Sforzi che come dimostra il caso di Boris (e malgrado i 20mila disoccupati sui 200mila abitanti della città) iniziano a pagare. «Quando l´autunno scorso mi hanno convocato con i 3mila reduci di Zastava auto per i colloqui in Fiat ero emozionato come per un esame a scuola», racconta. Ha preso il suo foglio, risposto a quasi tutte le domande del test («di quelle di meccanica non ne ho sbagliata una». E quando a gennaio il Lingotto ha assunto le prime mille persone («saranno 2.500 quando nel 2012 produrremo 220mila auto l´anno, come vent´anni fa», dice soddisfatto il sindaco») Boris era nella lista. «Il giorno in cui me l´hanno detto ho chiamato mia moglie e per la prima volta dal ‘91 siamo usciti a cena». Salsicce, verdure e dolce con vista sul fiume Lepenica («una volta sapevamo di che colore stavano verniciando le auto dalla tinta dell´acqua», scherzano qui). Prezzo 900 dinari, nove euro. «Un mezzo tesoro per noi, ma dopo tanti guai».
E´ la legge dei vasi comunicanti. L´Italia e gli operai di Mirafiori rischiano di scendere la scala dei diritti sociali e del lavoro. Kragujevac e il suo operaio low-cost Boris ritornano a salire. «So che sono uno strumento, non sono stupido. Fiat è qui per guadagnare, non per migliorare la mia vita. Ci pagano poco, in fabbrica tra di noi ci lamentiamo. E magari tra 15 anni perderemo il lavoro a favore di una fabbrica a basso costo in Africa. Ma dopo tutto quello che ho passato non penso al domani. E mi tengo stretti i miei 400 euro.

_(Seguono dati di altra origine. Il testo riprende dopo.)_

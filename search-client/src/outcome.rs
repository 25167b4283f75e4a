//! Tagged result of one query attempt

use crate::error::{ErrorKind, QueryError};
use crate::model::SearchResult;

/// What a single query produced.
///
/// `Success` always carries at least one result; a successful exchange that
/// returned nothing is represented by `Empty`.
#[derive(Debug, Clone, PartialEq)]
pub enum QueryOutcome {
    /// Ranked results in backend order
    Success(Vec<SearchResult>),
    /// The request succeeded but matched nothing
    Empty,
    /// The request failed
    Failed(QueryError),
}

impl QueryOutcome {
    /// Wrap a validated result list, normalizing an empty list to `Empty`
    pub fn from_results(results: Vec<SearchResult>) -> Self {
        if results.is_empty() {
            QueryOutcome::Empty
        } else {
            QueryOutcome::Success(results)
        }
    }

    /// Results of a successful query (empty slice otherwise)
    pub fn results(&self) -> &[SearchResult] {
        match self {
            QueryOutcome::Success(results) => results,
            _ => &[],
        }
    }

    /// Number of results before any truncation
    pub fn result_count(&self) -> usize {
        self.results().len()
    }

    pub fn is_failed(&self) -> bool {
        matches!(self, QueryOutcome::Failed(_))
    }

    pub fn error(&self) -> Option<&QueryError> {
        match self {
            QueryOutcome::Failed(err) => Some(err),
            _ => None,
        }
    }

    pub fn error_kind(&self) -> Option<ErrorKind> {
        self.error().map(QueryError::kind)
    }
}

impl From<Result<Vec<SearchResult>, QueryError>> for QueryOutcome {
    fn from(result: Result<Vec<SearchResult>, QueryError>) -> Self {
        match result {
            Ok(results) => QueryOutcome::from_results(results),
            Err(err) => QueryOutcome::Failed(err),
        }
    }
}
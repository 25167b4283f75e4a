//! Output formatting for search results.
//!
//! Supports both a human-readable table and JSON for scripting.

use serde::Serialize;

use crate::coordinator::QuerySession;
use crate::outcome::QueryOutcome;
use crate::projector::{DisplayRow, Projector, Summary};

/// JSON output structure for one query
#[derive(Serialize)]
pub struct JsonOutput<'a> {
    pub query: &'a str,
    pub status: &'static str,
    #[serde(skip_serializing_if = "Option::is_none")]
    pub error: Option<String>,
    pub total_results: usize,
    pub elapsed_seconds: f64,
    pub results: Vec<DisplayRow>,
}

/// Formats the session's last outcome as JSON.
pub fn format_json(session: &QuerySession, projector: &Projector) -> String {
    let outcome = session.last_outcome();
    let output = JsonOutput {
        query: session.last_submitted().unwrap_or_default(),
        status: match outcome {
            Some(QueryOutcome::Success(_)) => "success",
            Some(QueryOutcome::Empty) => "empty",
            Some(QueryOutcome::Failed(_)) => "failed",
            None => "idle",
        },
        error: outcome.and_then(QueryOutcome::error).map(|e| e.to_string()),
        total_results: outcome.map(QueryOutcome::result_count).unwrap_or(0),
        elapsed_seconds: session.elapsed_seconds(),
        results: projector.rows(session),
    };
    serde_json::to_string_pretty(&output).unwrap_or_else(|_| "{}".to_string())
}

/// Formats result rows and the summary line as a terminal table.
///
/// The link column goes last and is printed in full.
pub fn format_table(rows: &[DisplayRow], summary: &Summary) -> String {
    let mut output = String::new();
    output.push_str(&format!(
        "{:>9} {:>9} {:>9} {:>9}  {}\n",
        "Content", "Location", "PageRank", "Score", "Link"
    ));

    for row in rows {
        output.push_str(&format!(
            "{:>9} {:>9} {:>9} {:>9}  {}\n",
            row.content_score, row.location_score, row.page_rank_score, row.total_score, row.link
        ));
    }

    output.push('\n');
    output.push_str(&summary.to_string());
    output
}

/// Formats whatever the session currently holds for a human reader.
///
/// Empty and failed outcomes get a one-line message instead of a table.
pub fn format_human(session: &QuerySession, projector: &Projector) -> String {
    let query = session.last_submitted().unwrap_or_default();
    match (session.last_outcome(), projector.summary(session)) {
        (Some(QueryOutcome::Success(_)), Some(summary)) => {
            format_table(&projector.rows(session), &summary)
        }
        (Some(QueryOutcome::Failed(err)), _) => format!("Search failed: {}", err),
        (Some(_), _) => format!("No results for \"{}\"", query),
        (None, _) => String::new(),
    }
}
//! Ranked result records and response validation
//!
//! A response is accepted whole or not at all: one bad record rejects the
//! entire batch with [`QueryError::MalformedResponse`].

use serde::{Deserialize, Serialize};

use crate::error::QueryError;

/// One ranked document reference as returned by the backend
#[derive(Debug, Clone, PartialEq, Serialize)]
#[serde(rename_all = "camelCase")]
pub struct SearchResult {
    url: String,
    content_score: f64,
    location_score: f64,
    page_rank_score: f64,
    total_score: f64,
}

/// Wire shape of a record before validation
#[derive(Debug, Deserialize)]
#[serde(rename_all = "camelCase")]
struct RawRecord {
    url: String,
    content_score: f64,
    location_score: f64,
    page_rank_score: f64,
    total_score: f64,
}

impl SearchResult {
    /// Build a validated result
    pub fn try_new(
        url: impl Into<String>,
        content_score: f64,
        location_score: f64,
        page_rank_score: f64,
        total_score: f64,
    ) -> Result<Self, QueryError> {
        let url = url.into();
        if url.is_empty() {
            return Err(QueryError::MalformedResponse("empty url".to_string()));
        }

        let scores = [
            ("contentScore", content_score),
            ("locationScore", location_score),
            ("pageRankScore", page_rank_score),
            ("totalScore", total_score),
        ];
        for (name, value) in scores {
            if !value.is_finite() {
                return Err(QueryError::MalformedResponse(format!(
                    "non-finite {} for '{}'",
                    name, url
                )));
            }
        }

        Ok(Self {
            url,
            content_score,
            location_score,
            page_rank_score,
            total_score,
        })
    }

    pub fn url(&self) -> &str {
        &self.url
    }

    pub fn content_score(&self) -> f64 {
        self.content_score
    }

    pub fn location_score(&self) -> f64 {
        self.location_score
    }

    pub fn page_rank_score(&self) -> f64 {
        self.page_rank_score
    }

    /// Combined score exactly as the backend computed it
    pub fn total_score(&self) -> f64 {
        self.total_score
    }
}

impl TryFrom<RawRecord> for SearchResult {
    type Error = QueryError;

    fn try_from(raw: RawRecord) -> Result<Self, Self::Error> {
        SearchResult::try_new(
            raw.url,
            raw.content_score,
            raw.location_score,
            raw.page_rank_score,
            raw.total_score,
        )
    }
}

/// Validate a raw response body into an ordered result list.
///
/// An empty array and a JSON `null` both yield an empty list. Order is kept
/// exactly as received.
pub fn parse_results(body: &[u8]) -> Result<Vec<SearchResult>, QueryError> {
    let records: Option<Vec<RawRecord>> = serde_json::from_slice(body)
        .map_err(|e| QueryError::MalformedResponse(e.to_string()))?;

    records
        .unwrap_or_default()
        .into_iter()
        .enumerate()
        .map(|(index, raw)| {
            SearchResult::try_from(raw).map_err(|e| match e {
                QueryError::MalformedResponse(detail) => {
                    QueryError::MalformedResponse(format!("record {}: {}", index, detail))
                }
                other => other,
            })
        })
        .collect()
}
//! Products catalog module.
//!
//! Holds the `Product` entity with its declarative constraint table, the
//! storage capability products are persisted through, and the thin service
//! that forwards to it. No IO happens here beyond what a repository does.

pub mod product;
pub mod repository;
pub mod service;

pub use product::{Product, ProductStatus, validate};
pub use repository::{InMemoryProductRepository, ProductRepository, StorageError};
pub use service::{ProductService, ServiceError};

L´unico problema è che in Fiat non posso più fumare alla catena di montaggio come si faceva in Zastava».
Qualcuno in Italia - buttiamo lì - sostiene che la scelta di Kragujevac per la monovolume sia solo una boutade di Marchionne per strappare concessioni a Mirafiori. Boris si irrigidisce sulla poltrona, trangugia l´ultimo sorso di caffè e guarda fuori dalla finestra, verso le gru gialle al lavoro per rinnovare lo stabilimento di Fiat Automobili Srbija. «Non ci voglio nemmeno pensare». Con quel che ha passato è difficile dargli torto.